Consider this query:
select t.unique1
from tenk1 t
join lateral (select t.unique1 from tenk1 offset 0) l on true;
Current set_rel_consider_parallel sets consider_parallel=false on the
subquery rel because it has a limit/offset. That restriction makes a
lot of sense when we have a subquery whose results conceptually need
to be "shared" (or at least be the same) across multiple workers
(indeed the relevant comment in that function notes that cases where
we could prove a unique ordering would also qualify, but punts on
implementing that due to complexity).
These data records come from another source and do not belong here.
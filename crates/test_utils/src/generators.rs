//! Property-Based Test Generators
//!
//! Proptest strategies for amounts, raw form input and ledger edits.

use proptest::prelude::*;
use rust_decimal::Decimal;

use domain_receipt::LedgerEdit;

/// Non-negative amounts with two decimal places, up to 100 000.00
pub fn amount_strategy() -> impl Strategy<Value = Decimal> {
    (0i64..10_000_000i64).prop_map(|cents| Decimal::new(cents, 2))
}

/// Strictly negative amounts with two decimal places
pub fn negative_amount_strategy() -> impl Strategy<Value = Decimal> {
    (1i64..10_000_000i64).prop_map(|cents| Decimal::new(-cents, 2))
}

/// Zero-based month index
pub fn month_index_strategy() -> impl Strategy<Value = usize> {
    0usize..12
}

/// Lease start month ordinal
pub fn start_month_strategy() -> impl Strategy<Value = u32> {
    1u32..=12
}

/// Payment input as a user might type it, never negative
pub fn payment_input_strategy() -> impl Strategy<Value = String> {
    prop_oneof![
        4 => amount_strategy().prop_map(|a| a.to_string()),
        1 => amount_strategy().prop_map(|a| a.to_string().replace('.', ",")),
        1 => Just(String::new()),
        1 => Just("abc".to_string()),
    ]
}

/// Edits that the editor always accepts on a ledger with one line per month
pub fn accepted_edit_strategy() -> impl Strategy<Value = (usize, LedgerEdit)> {
    let edit = prop_oneof![
        3 => payment_input_strategy().prop_map(|value| LedgerEdit::SetPayment { line: 0, value }),
        1 => amount_strategy().prop_map(|fees| LedgerEdit::SetMiscFees(fees.to_string())),
        1 => "[a-z ]{0,12}".prop_map(|text| LedgerEdit::SetCommentary { line: 0, text }),
        1 => Just(LedgerEdit::SetDate { line: 0, text: "05/03/2024".to_string() }),
    ];
    (month_index_strategy(), edit)
}

/// A sequence of accepted edits
pub fn edit_sequence_strategy(max_len: usize) -> impl Strategy<Value = Vec<(usize, LedgerEdit)>> {
    prop::collection::vec(accepted_edit_strategy(), 0..max_len)
}
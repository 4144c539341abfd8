//! Core Kernel - Foundational types for the rental ledger
//!
//! This crate provides the building blocks shared by every domain crate:
//! - Decimal amounts with tolerant parsing and two-place display
//! - Lease dates (`dd/mm/yyyy`) and year-month arithmetic
//! - Strongly-typed identifiers
//! - The port error type used by store adapters
//! - A flat key/value translator

pub mod amount;
pub mod temporal;
pub mod identifiers;
pub mod ports;
pub mod i18n;
pub mod error;

pub use amount::{AmountError, Currency};
pub use temporal::{LeasePeriod, TemporalError, YearMonth};
pub use identifiers::{LedgerSessionId, PropertyId, ReceiptId, RentalId, TenantId};
pub use ports::{DomainPort, PortError};
pub use i18n::{FlatTranslator, Translator};
pub use error::CoreError;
But if the subquery is LATERAL,
then no such conceptual restriction.
If we change the code slightly to allow considering parallel query
even in the face of LIMIT/OFFSET for LATERAL subqueries, then our
query above changes from the following plan:
Nested Loop
Output: t.unique1
-> Gather
Output: t.unique1
Workers Planned: 2
-> Parallel Index Only Scan using tenk1_unique1 on public.tenk1 t
Output: t.unique1
-> Gather
Output: NULL::integer
Workers Planned: 2
-> Parallel Index Only Scan using tenk1_hundred on public.tenk1
Output: NULL::integer
to this plan:
Gather
Output: t.unique1
Workers Planned: 2
-> Nested Loop
Output: t.unique1
-> Parallel Index Only Scan using tenk1_unique1 on public.tenk1 t
Output: t.unique1
-> Index Only Scan using tenk1_hundred on public.tenk1
Output: NULL::integer
The code change itself is quite simple (1 line). As far as I can tell
we don't need to expressly check parallel safety of the limit/offset
expressions; that appears to happen elsewhere (and that makes sense
since the RTE_RELATION case doesn't check those clauses either).
If I'm missing something about the safety of this (or any other
issue), I'd appreciate the feedback.